▸ WHAT YOU NEED TO DO:
Could you filter the records below and keep only the lines with the word "from"?

▸ Saved data entries:
━━━━━━━━━━━━━━━━━━━━

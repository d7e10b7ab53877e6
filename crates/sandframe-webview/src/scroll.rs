//! Scroll progress coalescing.
//!
//! At most one `did-scroll` per animation frame. The value reported is the
//! one sampled when the frame was scheduled; later samples in the same frame
//! are dropped.

/// Tracks scroll samples from the active surface.
#[derive(Debug, Default, Clone)]
pub struct ScrollStateTracker {
    scheduled: Option<f64>,
}

impl ScrollStateTracker {
    pub fn new() -> Self {
        Self::default()
    }

    /// Feed a scroll sample. Returns `true` if this sample scheduled a frame.
    pub fn on_scroll(&mut self, scroll_top: f64, client_height: f64) -> bool {
        if self.scheduled.is_some() {
            return false;
        }
        let progress = scroll_top / client_height;
        if !progress.is_finite() {
            return false;
        }
        self.scheduled = Some(progress);
        true
    }

    pub fn is_scheduled(&self) -> bool {
        self.scheduled.is_some()
    }

    /// The frame fired: take the scheduled progress, if any.
    pub fn on_animation_frame(&mut self) -> Option<f64> {
        self.scheduled.take()
    }

    /// Forget any scheduled notification (the surface went away).
    pub fn reset(&mut self) {
        self.scheduled = None;
    }
}
//! Host message and surface event dispatch.

use std::time::Instant;

use tracing::{debug, info, warn};

use crate::events::{Disposition, SurfaceEvent};
use crate::links::{Anchor, LinkAction};
use crate::protocol::{BridgeMessage, ContentMessage, HostMessage, ThemeData};
use crate::relay::Delivery;
use crate::surface::{Surface, SurfaceBackend, SurfaceId};

use super::BridgeSession;

impl<B: SurfaceBackend> BridgeSession<B> {
    // =========================================================================
    // HOST -> BRIDGE
    // =========================================================================

    pub fn handle_host_message(&mut self, message: HostMessage, now: Instant) {
        debug!(session = %self.id, channel = message.channel(), "host message");
        match message {
            HostMessage::BaseUrl(url) => {
                self.base_url = Some(url);
            }
            HostMessage::Styles(theme) => self.apply_theme(theme),
            HostMessage::Focus => {
                if let Some(active) = self.active.as_mut() {
                    if let Err(e) = active.surface.focus() {
                        warn!(session = %self.id, error = %e, "failed to focus surface");
                    }
                }
            }
            HostMessage::Content(request) => self.update_content(request, now),
            HostMessage::Message(payload) => self.send_to_content(payload),
            HostMessage::InitialScrollPosition(progress) => {
                self.initial_scroll_progress = Some(progress);
            }
            HostMessage::DevtoolsOpened => {
                if !self.development_mode {
                    info!(session = %self.id, "development mode enabled");
                }
                self.development_mode = true;
            }
        }
    }

    fn apply_theme(&mut self, theme: ThemeData) {
        self.theme = theme;
        for slot in [self.active.as_mut(), self.pending.as_mut()]
            .into_iter()
            .flatten()
        {
            if let Err(e) = slot.surface.apply_theme(&self.theme) {
                warn!(surface = %slot.id(), error = %e, "failed to apply theme");
            }
        }
    }

    fn send_to_content(&mut self, payload: serde_json::Value) {
        let has_active = self.active.is_some();
        let has_pending = self.pending.is_some();
        match self.relay.send(payload, has_active, has_pending) {
            Delivery::Deliver(payload) => {
                if let Some(active) = self.active.as_mut() {
                    if let Err(e) = active.surface.post_message(&payload) {
                        warn!(session = %self.id, surface = %active.id(), error = %e, "failed to deliver message");
                    }
                }
            }
            Delivery::Queued => {
                debug!(session = %self.id, queued = self.relay.len(), "message queued for pending surface");
            }
            Delivery::Dropped => {
                debug!(session = %self.id, "message dropped: no surface");
            }
        }
    }

    // =========================================================================
    // SURFACE -> BRIDGE
    // =========================================================================

    /// Dispatch a surface event. Events from surfaces that are no longer
    /// known are ignored; only the active surface may click, scroll or post.
    pub fn handle_surface_event(&mut self, event: SurfaceEvent) -> Disposition {
        match event {
            SurfaceEvent::Loaded { surface } => {
                self.on_loaded(surface);
                Disposition::Default
            }
            SurfaceEvent::NavigationBlocked { surface, url } => {
                self.on_navigation_blocked(surface, &url);
                Disposition::Prevented
            }
            SurfaceEvent::Click { surface, anchor } => {
                if !self.is_active(surface) {
                    return Disposition::Default;
                }
                match anchor {
                    Some(anchor) => {
                        self.on_anchor_click(&anchor);
                        Disposition::Prevented
                    }
                    None => Disposition::Default,
                }
            }
            SurfaceEvent::Scroll {
                surface,
                scroll_top,
                client_height,
            } => {
                if self.is_active(surface) {
                    self.scroll.on_scroll(scroll_top, client_height);
                }
                Disposition::Default
            }
            SurfaceEvent::Message { surface, message } => {
                if self.is_active(surface) {
                    self.on_content_message(message);
                } else {
                    debug!(session = %self.id, surface = %surface, command = %message.command, "message from inactive surface ignored");
                }
                Disposition::Default
            }
        }
    }

    fn is_active(&self, surface: SurfaceId) -> bool {
        self.active_id() == Some(surface)
    }

    fn on_navigation_blocked(&mut self, surface: SurfaceId, url: &str) {
        if !self.is_active(surface) && self.pending_id() != Some(surface) {
            return;
        }
        if self.development_mode {
            debug!(session = %self.id, surface = %surface, url = %url, "navigation in development mode, requesting reload");
            self.emit(BridgeMessage::DoReload);
        } else {
            info!(session = %self.id, surface = %surface, url = %url, "prevented webview navigation");
        }
    }

    fn on_anchor_click(&mut self, anchor: &Anchor) {
        let Some(active) = self.active.as_mut() else {
            return;
        };
        let base = active.document.document.base_href().map(str::to_string);
        let result = match anchor.classify(base.as_deref()) {
            LinkAction::ScrollToTop => active.surface.scroll_to_top(),
            LinkAction::ScrollToFragment(fragment) => active.surface.scroll_into_view(&fragment),
            LinkAction::OpenExternal(href) => {
                debug!(session = %self.id, href = %href, "link click forwarded to host");
                self.outbox.push(BridgeMessage::DidClickLink(href));
                Ok(())
            }
        };
        if let Err(e) = result {
            warn!(session = %self.id, error = %e, "failed to scroll surface");
        }
    }

    fn on_content_message(&mut self, message: ContentMessage) {
        let forwarded = self.relay.receive(message);
        self.emit(forwarded);
    }

    /// Resize every live surface.
    pub fn resize(&mut self, width: u32, height: u32) {
        for slot in [self.active.as_mut(), self.pending.as_mut()]
            .into_iter()
            .flatten()
        {
            if let Err(e) = slot.surface.resize(width, height) {
                warn!(surface = %slot.id(), error = %e, "failed to resize surface");
            }
        }
    }
}
//! Content update and promotion: the double-buffered swap.

use std::time::Instant;

use tracing::{debug, error, info, warn};

use crate::protocol::{BridgeMessage, ContentUpdateRequest};
use crate::surface::{ScrollRestore, Surface, SurfaceBackend, SurfaceId, SurfaceSpec};

use super::types::{FrameSlot, PromotionTimer, SlotRole};
use super::BridgeSession;

impl<B: SurfaceBackend> BridgeSession<B> {
    /// Replace the rendered content. The latest request always wins: any
    /// pending surface, its promotion race and its queued messages go away.
    pub fn update_content(&mut self, request: ContentUpdateRequest, now: Instant) {
        self.promotion = None;
        if let Some(stale) = self.pending.take() {
            debug!(session = %self.id, surface = %stale.id(), "discarding superseded pending surface");
        }
        if !self.relay.is_empty() {
            debug!(
                session = %self.id,
                dropped = self.relay.len(),
                "discarding messages queued for superseded content"
            );
            self.relay.clear();
        }

        let document = self
            .injector
            .build(&request, &self.theme, self.base_url.as_deref());
        let id = self.allocate_surface_id();
        let spec = SurfaceSpec::hidden(document.sandbox);

        let mut surface = match self.backend.create_surface(id, &spec) {
            Ok(surface) => surface,
            Err(e) => {
                error!(session = %self.id, surface = %id, error = %e, "failed to create surface");
                return;
            }
        };
        if let Err(e) = surface.write_document(&document) {
            error!(session = %self.id, surface = %id, error = %e, "failed to write document");
            return;
        }

        debug!(
            session = %self.id,
            surface = %id,
            sandbox = %document.sandbox.to_attribute(),
            bytes = document.html.len(),
            "pending surface created"
        );
        self.pending = Some(FrameSlot::pending(surface, document));
        self.promotion = Some(PromotionTimer {
            surface: id,
            deadline: now + self.promotion_delay,
        });
    }

    /// Fire the promotion timer if its deadline has passed.
    pub fn poll_timers(&mut self, now: Instant) {
        let Some(timer) = self.promotion else {
            return;
        };
        if now < timer.deadline {
            return;
        }
        self.promotion = None;
        debug!(session = %self.id, surface = %timer.surface, "promotion timer fired");
        self.promote(timer.surface);
    }

    /// The surface reported load completion.
    pub(super) fn on_loaded(&mut self, id: SurfaceId) {
        match self.promotion {
            Some(timer) if timer.surface == id => {
                self.promotion = None;
                debug!(session = %self.id, surface = %id, "surface loaded before timeout");
                self.promote(id);
            }
            _ => {
                debug!(session = %self.id, surface = %id, "load signal ignored");
            }
        }
    }

    /// Swap the pending surface in as the active one.
    fn promote(&mut self, id: SurfaceId) {
        if self.pending_id() != Some(id) {
            return;
        }
        let Some(mut slot) = self.pending.take() else {
            return;
        };

        let restore = if self.first_promotion_done {
            self.active
                .as_ref()
                .map(|old| ScrollRestore::Offset(old.surface.scroll_top()))
        } else {
            self.first_promotion_done = true;
            self.initial_scroll_progress
                .filter(|p| p.is_finite())
                .map(ScrollRestore::Progress)
        };
        if let Some(restore) = restore {
            if let Err(e) = slot.surface.restore_scroll(restore) {
                warn!(session = %self.id, surface = %id, error = %e, "failed to restore scroll");
            }
        }

        if let Some(old) = self.active.take() {
            debug!(session = %self.id, surface = %old.id(), "destroying previous active surface");
        }
        self.scroll.reset();

        if let Err(e) = slot.surface.set_visible(true) {
            warn!(session = %self.id, surface = %id, error = %e, "failed to show surface");
        }
        slot.role = SlotRole::Active;

        for payload in self.relay.drain() {
            if let Err(e) = slot.surface.post_message(&payload) {
                warn!(session = %self.id, surface = %id, error = %e, "failed to deliver queued message");
            }
        }

        self.active = Some(slot);
        info!(session = %self.id, surface = %id, "surface promoted");
        self.emit(BridgeMessage::DidSetContent);
    }
}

━━━━━━━━━━━━━━━━━━━━

▸ EXERCISE RESPONSE:
/// Tracks scroll samples from the active surface.
    /// Dispatch a surface event. Events from surfaces that are no longer
                    debug!(session = %self.id, surface = %surface, command = %message.command, "message from inactive surface ignored");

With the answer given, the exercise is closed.